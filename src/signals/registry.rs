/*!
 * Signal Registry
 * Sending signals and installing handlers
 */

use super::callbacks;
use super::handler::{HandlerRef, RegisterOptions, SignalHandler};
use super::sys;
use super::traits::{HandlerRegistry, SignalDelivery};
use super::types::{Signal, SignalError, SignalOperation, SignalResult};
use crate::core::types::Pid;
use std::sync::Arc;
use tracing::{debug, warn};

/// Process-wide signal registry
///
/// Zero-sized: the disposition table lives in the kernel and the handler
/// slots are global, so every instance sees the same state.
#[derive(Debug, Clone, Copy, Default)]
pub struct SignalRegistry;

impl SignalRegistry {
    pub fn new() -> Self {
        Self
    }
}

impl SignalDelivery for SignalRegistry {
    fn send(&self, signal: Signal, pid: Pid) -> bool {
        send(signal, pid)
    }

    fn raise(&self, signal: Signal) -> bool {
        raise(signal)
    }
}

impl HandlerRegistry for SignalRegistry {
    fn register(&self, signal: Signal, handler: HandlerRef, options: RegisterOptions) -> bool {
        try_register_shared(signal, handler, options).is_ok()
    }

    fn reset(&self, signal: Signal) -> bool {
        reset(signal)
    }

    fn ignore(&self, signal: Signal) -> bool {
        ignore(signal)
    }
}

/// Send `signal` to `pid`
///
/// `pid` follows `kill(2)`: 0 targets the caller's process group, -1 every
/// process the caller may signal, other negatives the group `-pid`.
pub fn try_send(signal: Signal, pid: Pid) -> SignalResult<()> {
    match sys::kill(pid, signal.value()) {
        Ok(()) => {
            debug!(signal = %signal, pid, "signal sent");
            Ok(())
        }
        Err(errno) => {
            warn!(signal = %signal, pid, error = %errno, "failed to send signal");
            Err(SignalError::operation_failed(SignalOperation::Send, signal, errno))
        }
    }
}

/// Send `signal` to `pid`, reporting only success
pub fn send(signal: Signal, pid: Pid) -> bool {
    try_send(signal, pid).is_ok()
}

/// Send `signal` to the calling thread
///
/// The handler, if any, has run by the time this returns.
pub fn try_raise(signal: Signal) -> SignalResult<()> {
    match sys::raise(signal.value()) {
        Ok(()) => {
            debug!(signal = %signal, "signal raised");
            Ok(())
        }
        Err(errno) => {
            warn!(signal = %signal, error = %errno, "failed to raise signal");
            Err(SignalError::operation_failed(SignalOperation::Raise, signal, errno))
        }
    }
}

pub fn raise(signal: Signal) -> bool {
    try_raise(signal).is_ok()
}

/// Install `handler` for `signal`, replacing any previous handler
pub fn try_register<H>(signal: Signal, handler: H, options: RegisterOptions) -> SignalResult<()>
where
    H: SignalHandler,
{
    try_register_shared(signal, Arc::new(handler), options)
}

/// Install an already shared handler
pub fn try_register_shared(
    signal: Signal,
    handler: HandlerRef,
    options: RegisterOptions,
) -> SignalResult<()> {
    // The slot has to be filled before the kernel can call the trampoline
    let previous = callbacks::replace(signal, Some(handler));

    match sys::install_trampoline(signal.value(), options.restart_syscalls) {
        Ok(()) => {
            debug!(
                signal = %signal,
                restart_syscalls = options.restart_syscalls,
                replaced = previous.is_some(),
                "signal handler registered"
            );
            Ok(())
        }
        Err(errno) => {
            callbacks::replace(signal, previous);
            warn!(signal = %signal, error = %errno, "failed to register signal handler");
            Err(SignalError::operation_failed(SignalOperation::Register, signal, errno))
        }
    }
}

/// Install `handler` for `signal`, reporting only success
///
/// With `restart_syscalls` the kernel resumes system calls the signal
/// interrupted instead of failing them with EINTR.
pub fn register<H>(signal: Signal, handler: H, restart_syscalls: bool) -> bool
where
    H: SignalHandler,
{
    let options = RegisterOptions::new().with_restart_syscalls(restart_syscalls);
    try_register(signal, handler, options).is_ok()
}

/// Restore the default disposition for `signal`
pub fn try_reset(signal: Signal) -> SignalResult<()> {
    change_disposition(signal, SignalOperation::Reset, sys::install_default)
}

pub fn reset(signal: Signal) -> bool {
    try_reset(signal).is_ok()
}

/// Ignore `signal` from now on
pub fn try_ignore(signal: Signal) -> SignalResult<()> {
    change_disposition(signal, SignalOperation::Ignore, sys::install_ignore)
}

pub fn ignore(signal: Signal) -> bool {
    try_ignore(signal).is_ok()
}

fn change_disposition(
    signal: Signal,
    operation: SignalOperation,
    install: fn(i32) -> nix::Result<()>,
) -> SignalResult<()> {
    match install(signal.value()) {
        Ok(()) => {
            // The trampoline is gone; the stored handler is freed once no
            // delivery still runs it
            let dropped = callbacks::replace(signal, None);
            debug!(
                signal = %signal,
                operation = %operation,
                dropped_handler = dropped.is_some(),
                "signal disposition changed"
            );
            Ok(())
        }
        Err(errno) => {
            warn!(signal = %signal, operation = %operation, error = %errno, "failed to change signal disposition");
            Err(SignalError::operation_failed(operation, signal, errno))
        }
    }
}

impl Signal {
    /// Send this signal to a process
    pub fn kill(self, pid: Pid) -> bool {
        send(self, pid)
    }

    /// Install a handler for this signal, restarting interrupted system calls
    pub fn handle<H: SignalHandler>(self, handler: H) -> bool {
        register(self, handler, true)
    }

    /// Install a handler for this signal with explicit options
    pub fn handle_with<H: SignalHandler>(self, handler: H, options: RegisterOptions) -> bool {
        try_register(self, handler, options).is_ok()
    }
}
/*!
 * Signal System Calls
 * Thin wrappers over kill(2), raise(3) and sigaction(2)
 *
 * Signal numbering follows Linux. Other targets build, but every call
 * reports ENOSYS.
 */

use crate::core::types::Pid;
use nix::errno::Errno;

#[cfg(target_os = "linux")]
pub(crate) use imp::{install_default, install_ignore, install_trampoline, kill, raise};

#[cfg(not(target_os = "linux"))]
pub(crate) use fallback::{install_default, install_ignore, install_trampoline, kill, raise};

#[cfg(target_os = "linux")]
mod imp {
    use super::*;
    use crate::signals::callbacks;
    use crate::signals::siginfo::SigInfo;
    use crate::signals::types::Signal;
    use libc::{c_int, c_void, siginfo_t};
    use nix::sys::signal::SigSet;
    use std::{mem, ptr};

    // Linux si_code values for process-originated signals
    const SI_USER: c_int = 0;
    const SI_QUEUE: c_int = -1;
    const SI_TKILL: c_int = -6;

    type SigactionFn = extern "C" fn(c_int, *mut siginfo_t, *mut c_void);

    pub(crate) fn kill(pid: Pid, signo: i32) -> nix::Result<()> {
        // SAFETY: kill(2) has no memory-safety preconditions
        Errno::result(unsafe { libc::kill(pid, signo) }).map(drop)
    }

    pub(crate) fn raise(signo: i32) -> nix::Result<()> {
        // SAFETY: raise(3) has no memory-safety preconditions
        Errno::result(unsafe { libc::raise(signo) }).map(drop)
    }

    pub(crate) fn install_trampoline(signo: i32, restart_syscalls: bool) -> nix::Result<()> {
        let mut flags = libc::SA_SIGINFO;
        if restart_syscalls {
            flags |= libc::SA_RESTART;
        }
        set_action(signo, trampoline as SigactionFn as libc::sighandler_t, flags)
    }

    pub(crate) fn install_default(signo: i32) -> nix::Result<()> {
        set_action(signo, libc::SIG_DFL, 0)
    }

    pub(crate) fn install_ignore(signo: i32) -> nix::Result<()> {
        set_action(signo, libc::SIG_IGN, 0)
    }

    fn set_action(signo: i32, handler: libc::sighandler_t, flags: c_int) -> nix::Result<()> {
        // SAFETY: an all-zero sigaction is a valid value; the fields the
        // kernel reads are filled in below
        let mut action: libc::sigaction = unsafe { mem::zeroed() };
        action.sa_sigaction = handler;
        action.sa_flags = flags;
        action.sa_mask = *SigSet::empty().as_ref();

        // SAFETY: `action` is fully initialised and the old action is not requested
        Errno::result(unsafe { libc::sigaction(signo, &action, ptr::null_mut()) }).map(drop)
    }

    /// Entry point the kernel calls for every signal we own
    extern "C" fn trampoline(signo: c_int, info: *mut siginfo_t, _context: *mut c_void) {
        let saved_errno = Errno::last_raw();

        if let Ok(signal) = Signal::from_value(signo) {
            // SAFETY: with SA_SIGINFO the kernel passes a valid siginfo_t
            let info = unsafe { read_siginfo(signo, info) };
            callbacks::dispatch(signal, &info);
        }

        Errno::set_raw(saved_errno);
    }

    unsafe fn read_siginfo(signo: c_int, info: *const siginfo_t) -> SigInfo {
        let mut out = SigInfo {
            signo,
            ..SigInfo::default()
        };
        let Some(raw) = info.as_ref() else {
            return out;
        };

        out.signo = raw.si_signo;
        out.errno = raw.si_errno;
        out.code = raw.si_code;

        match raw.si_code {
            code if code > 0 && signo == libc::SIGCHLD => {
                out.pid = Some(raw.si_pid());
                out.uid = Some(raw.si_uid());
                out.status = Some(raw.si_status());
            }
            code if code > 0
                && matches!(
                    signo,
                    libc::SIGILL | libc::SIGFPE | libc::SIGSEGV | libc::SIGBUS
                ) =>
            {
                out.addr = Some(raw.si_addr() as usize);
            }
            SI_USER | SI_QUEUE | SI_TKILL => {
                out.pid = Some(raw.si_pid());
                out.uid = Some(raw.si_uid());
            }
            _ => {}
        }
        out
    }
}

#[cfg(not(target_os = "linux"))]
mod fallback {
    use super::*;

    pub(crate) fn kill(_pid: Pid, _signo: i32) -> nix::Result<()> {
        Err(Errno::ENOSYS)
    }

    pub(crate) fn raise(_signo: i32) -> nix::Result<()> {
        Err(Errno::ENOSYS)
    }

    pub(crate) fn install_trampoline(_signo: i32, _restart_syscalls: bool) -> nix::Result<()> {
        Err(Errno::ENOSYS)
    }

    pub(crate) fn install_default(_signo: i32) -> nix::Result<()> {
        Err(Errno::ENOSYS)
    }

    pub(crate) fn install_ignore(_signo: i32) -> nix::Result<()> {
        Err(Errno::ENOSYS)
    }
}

^^^^^^^^^^^^^^^^

» Exercise instructions
Where a line in the material contains "impl", copy that line.

» Reply to the exercise
impl SignalRegistry {
impl SignalDelivery for SignalRegistry {
impl HandlerRegistry for SignalRegistry {
impl Signal {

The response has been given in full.